__Description of the task__
Return the records that follow, matching each one exactly.

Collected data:
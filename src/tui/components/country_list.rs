//! # Country List Component
//!
//! Right-hand side of the list view: "Found N countries" plus a table of the
//! derived list, or a spinner / error / empty message depending on the fetch
//! status.
//!
//! Follows the persistent state + transient wrapper pattern:
//! - `CountryListState` (cursor, table offset) lives in `TuiState`
//! - `CountryList` is created each frame with borrowed props

use std::sync::Arc;

use ratatui::Frame;
use ratatui::layout::{Alignment, Constraint, Rect};
use ratatui::style::{Color, Modifier, Style};
use ratatui::text::Line;
use ratatui::widgets::{Block, Cell, Paragraph, Row, Table, TableState, Wrap};

use crate::core::country::Country;
use crate::core::detail::{NOT_APPLICABLE, format_area, group_thousands};
use crate::core::state::FetchStatus;
use crate::tui::component::{Component, EventHandler};
use crate::tui::event::TuiEvent;

const PAGE_SIZE: usize = 10;
const SPINNER: [&str; 8] = ["⣾", "⣽", "⣻", "⢿", "⡿", "⣟", "⣯", "⣷"];

/// Persistent cursor over the derived list.
#[derive(Default)]
pub struct CountryListState {
    pub selected: usize,
    pub len: usize,
    pub table_state: TableState,
}

impl CountryListState {
    pub fn new() -> Self {
        Self::default()
    }

    /// Called whenever the derived list is replaced. Keeps the cursor in range.
    pub fn set_len(&mut self, len: usize) {
        self.len = len;
        self.selected = self.selected.min(len.saturating_sub(1));
        self.table_state
            .select(if len == 0 { None } else { Some(self.selected) });
    }

    /// Back to the top, e.g. after the criteria change.
    pub fn reset(&mut self, len: usize) {
        self.selected = 0;
        *self.table_state.offset_mut() = 0;
        self.set_len(len);
    }

    fn move_to(&mut self, index: usize) {
        if self.len == 0 {
            return;
        }
        self.selected = index.min(self.len - 1);
        self.table_state.select(Some(self.selected));
    }
}

/// Events emitted by the country list.
#[derive(Debug, PartialEq, Eq)]
pub enum CountryListEvent {
    /// Open the detail view for the row at this index of the derived list.
    Open(usize),
}

impl EventHandler for CountryListState {
    type Event = CountryListEvent;

    fn handle_event(&mut self, event: &TuiEvent) -> Option<CountryListEvent> {
        match event {
            TuiEvent::CursorUp => self.move_to(self.selected.saturating_sub(1)),
            TuiEvent::CursorDown => self.move_to(self.selected + 1),
            TuiEvent::PageUp => self.move_to(self.selected.saturating_sub(PAGE_SIZE)),
            TuiEvent::PageDown => self.move_to(self.selected + PAGE_SIZE),
            TuiEvent::Home => self.move_to(0),
            TuiEvent::End => self.move_to(self.len.saturating_sub(1)),
            TuiEvent::Submit if self.len > 0 => {
                return Some(CountryListEvent::Open(self.selected));
            }
            _ => {}
        }
        None
    }
}

/// Transient render wrapper for the list.
pub struct CountryList<'a> {
    pub state: &'a mut CountryListState,
    pub countries: &'a [Arc<Country>],
    pub status: FetchStatus,
    pub error: Option<&'a str>,
    pub spinner_frame: usize,
}

impl Component for CountryList<'_> {
    fn render(&mut self, frame: &mut Frame, area: Rect) {
        let spinner = SPINNER[self.spinner_frame % SPINNER.len()];
        let held = !self.countries.is_empty();
        let title = match self.status {
            FetchStatus::Succeeded => format!(" Found {} countries ", self.countries.len()),
            // Records from the previous load stay on screen until the new list arrives.
            FetchStatus::Idle | FetchStatus::Loading if held => {
                format!(" {spinner} Reloading... ({} countries) ", self.countries.len())
            }
            FetchStatus::Failed if held => format!(
                " Reload failed: {} ",
                self.error.unwrap_or("unknown error")
            ),
            _ => " Countries ".to_string(),
        };
        let block = Block::bordered()
            .title(title)
            .title_bottom(Line::from(" ↑/↓ Move  Enter Details  Ctrl+R Reload  Esc Quit ").centered())
            .border_style(Style::default().fg(Color::DarkGray));

        match self.status {
            _ if held && self.status != FetchStatus::Succeeded => {
                let table = country_table(self.countries).block(block);
                frame.render_stateful_widget(table, area, &mut self.state.table_state);
            }
            FetchStatus::Idle | FetchStatus::Loading => {
                let loading = Paragraph::new(format!("{spinner} Loading countries..."))
                    .alignment(Alignment::Center)
                    .style(Style::default().fg(Color::Yellow))
                    .block(block);
                frame.render_widget(loading, area);
            }
            FetchStatus::Failed => {
                let message = self.error.unwrap_or("unknown error");
                let error = Paragraph::new(format!(
                    "Could not load countries: {message}\n\nPress Ctrl+R to try again."
                ))
                .alignment(Alignment::Center)
                .style(Style::default().fg(Color::Red))
                .wrap(Wrap { trim: true })
                .block(block.title(" ERROR "));
                frame.render_widget(error, area);
            }
            FetchStatus::Succeeded if self.countries.is_empty() => {
                let empty = Paragraph::new("No countries match your search.")
                    .alignment(Alignment::Center)
                    .style(Style::default().fg(Color::DarkGray))
                    .block(block);
                frame.render_widget(empty, area);
            }
            FetchStatus::Succeeded => {
                let table = country_table(self.countries).block(block);
                frame.render_stateful_widget(table, area, &mut self.state.table_state);
            }
        }
    }
}

fn country_table(countries: &[Arc<Country>]) -> Table<'_> {
    let header = Row::new(["Flag", "Name", "Population", "Area (km²)", "Region"])
        .style(Style::default().fg(Color::DarkGray).add_modifier(Modifier::BOLD))
        .bottom_margin(1);

    let rows = countries.iter().map(|c| {
        let flag = c.flag_emoji.clone().unwrap_or_else(|| c.cca3.clone());
        let area = c
            .area
            .filter(|a| *a > 0.0)
            .map_or_else(|| NOT_APPLICABLE.to_string(), format_area);
        Row::new(vec![
            Cell::from(flag),
            Cell::from(c.name.common.as_str()),
            Cell::from(group_thousands(c.population)),
            Cell::from(area),
            Cell::from(c.region.as_str()),
        ])
    });

    Table::new(
        rows,
        [
            Constraint::Length(5),
            Constraint::Fill(2),
            Constraint::Length(14),
            Constraint::Length(12),
            Constraint::Fill(1),
        ],
    )
    .header(header)
    .row_highlight_style(Style::default().add_modifier(Modifier::REVERSED))
    .highlight_symbol("> ")
}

__Response to the exercise__
filename src/tui/components/country_list.rs
//! # Country List Component
//!
//! Right-hand side of the list view: "Found N countries" plus a table of the
//! derived list, or a spinner / error / empty message depending on the fetch
//! status.
//!
//! Follows the persistent state + transient wrapper pattern:
//! - `CountryListState` (cursor, table offset) lives in `TuiState`
//! - `CountryList` is created each frame with borrowed props

use std::sync::Arc;

use ratatui::Frame;
use ratatui::layout::{Alignment, Constraint, Rect};
use ratatui::style::{Color, Modifier, Style};
use ratatui::text::Line;
use ratatui::widgets::{Block, Cell, Paragraph, Row, Table, TableState, Wrap};

use crate::core::country::Country;
use crate::core::detail::{NOT_APPLICABLE, format_area, group_thousands};
use crate::core::state::FetchStatus;
use crate::tui::component::{Component, EventHandler};
use crate::tui::event::TuiEvent;

const PAGE_SIZE: usize = 10;
const SPINNER: [&str; 8] = ["⣾", "⣽", "⣻", "⢿", "⡿", "⣟", "⣯", "⣷"];

/// Persistent cursor over the derived list.
#[derive(Default)]
pub struct CountryListState {
    pub selected: usize,
    pub len: usize,
    pub table_state: TableState,
}

impl CountryListState {
    pub fn new() -> Self {
        Self::default()
    }

    /// Called whenever the derived list is replaced. Keeps the cursor in range.
    pub fn set_len(&mut self, len: usize) {
        self.len = len;
        self.selected = self.selected.min(len.saturating_sub(1));
        self.table_state
            .select(if len == 0 { None } else { Some(self.selected) });
    }

    /// Back to the top, e.g. after the criteria change.
    pub fn reset(&mut self, len: usize) {
        self.selected = 0;
        *self.table_state.offset_mut() = 0;
        self.set_len(len);
    }

    fn move_to(&mut self, index: usize) {
        if self.len == 0 {
            return;
        }
        self.selected = index.min(self.len - 1);
        self.table_state.select(Some(self.selected));
    }
}

/// Events emitted by the country list.
#[derive(Debug, PartialEq, Eq)]
pub enum CountryListEvent {
    /// Open the detail view for the row at this index of the derived list.
    Open(usize),
}

impl EventHandler for CountryListState {
    type Event = CountryListEvent;

    fn handle_event(&mut self, event: &TuiEvent) -> Option<CountryListEvent> {
        match event {
            TuiEvent::CursorUp => self.move_to(self.selected.saturating_sub(1)),
            TuiEvent::CursorDown => self.move_to(self.selected + 1),
            TuiEvent::PageUp => self.move_to(self.selected.saturating_sub(PAGE_SIZE)),
            TuiEvent::PageDown => self.move_to(self.selected + PAGE_SIZE),
            TuiEvent::Home => self.move_to(0),
            TuiEvent::End => self.move_to(self.len.saturating_sub(1)),
            TuiEvent::Submit if self.len > 0 => {
                return Some(CountryListEvent::Open(self.selected));
            }
            _ => {}
        }
        None
    }
}

/// Transient render wrapper for the list.
pub struct CountryList<'a> {
    pub state: &'a mut CountryListState,
    pub countries: &'a [Arc<Country>],
    pub status: FetchStatus,
    pub error: Option<&'a str>,
    pub spinner_frame: usize,
}

impl Component for CountryList<'_> {
    fn render(&mut self, frame: &mut Frame, area: Rect) {
        let spinner = SPINNER[self.spinner_frame % SPINNER.len()];
        let held = !self.countries.is_empty();
        let title = match self.status {
            FetchStatus::Succeeded => format!(" Found {} countries ", self.countries.len()),
            // Records from the previous load stay on screen until the new list arrives.
            FetchStatus::Idle | FetchStatus::Loading if held => {
                format!(" {spinner} Reloading... ({} countries) ", self.countries.len())
            }
            FetchStatus::Failed if held => format!(
                " Reload failed: {} ",
                self.error.unwrap_or("unknown error")
            ),
            _ => " Countries ".to_string(),
        };
        let block = Block::bordered()
            .title(title)
            .title_bottom(Line::from(" ↑/↓ Move  Enter Details  Ctrl+R Reload  Esc Quit ").centered())
            .border_style(Style::default().fg(Color::DarkGray));

        match self.status {
            _ if held && self.status != FetchStatus::Succeeded => {
                let table = country_table(self.countries).block(block);
                frame.render_stateful_widget(table, area, &mut self.state.table_state);
            }
            FetchStatus::Idle | FetchStatus::Loading => {
                let loading = Paragraph::new(format!("{spinner} Loading countries..."))
                    .alignment(Alignment::Center)
                    .style(Style::default().fg(Color::Yellow))
                    .block(block);
                frame.render_widget(loading, area);
            }
            FetchStatus::Failed => {
                let message = self.error.unwrap_or("unknown error");
                let error = Paragraph::new(format!(
                    "Could not load countries: {message}\n\nPress Ctrl+R to try again."
                ))
                .alignment(Alignment::Center)
                .style(Style::default().fg(Color::Red))
                .wrap(Wrap { trim: true })
                .block(block.title(" ERROR "));
                frame.render_widget(error, area);
            }
            FetchStatus::Succeeded if self.countries.is_empty() => {
                let empty = Paragraph::new("No countries match your search.")
                    .alignment(Alignment::Center)
                    .style(Style::default().fg(Color::DarkGray))
                    .block(block);
                frame.render_widget(empty, area);
            }
            FetchStatus::Succeeded => {
                let table = country_table(self.countries).block(block);
                frame.render_stateful_widget(table, area, &mut self.state.table_state);
            }
        }
    }
}

fn country_table(countries: &[Arc<Country>]) -> Table<'_> {
    let header = Row::new(["Flag", "Name", "Population", "Area (km²)", "Region"])
        .style(Style::default().fg(Color::DarkGray).add_modifier(Modifier::BOLD))
        .bottom_margin(1);

    let rows = countries.iter().map(|c| {
        let flag = c.flag_emoji.clone().unwrap_or_else(|| c.cca3.clone());
        let area = c
            .area
            .filter(|a| *a > 0.0)
            .map_or_else(|| NOT_APPLICABLE.to_string(), format_area);
        Row::new(vec![
            Cell::from(flag),
            Cell::from(c.name.common.as_str()),
            Cell::from(group_thousands(c.population)),
            Cell::from(area),
            Cell::from(c.region.as_str()),
        ])
    });

    Table::new(
        rows,
        [
            Constraint::Length(5),
            Constraint::Fill(2),
            Constraint::Length(14),
            Constraint::Length(12),
            Constraint::Fill(1),
        ],
    )
    .header(header)
    .row_highlight_style(Style::default().add_modifier(Modifier::REVERSED))
    .highlight_symbol("> ")
}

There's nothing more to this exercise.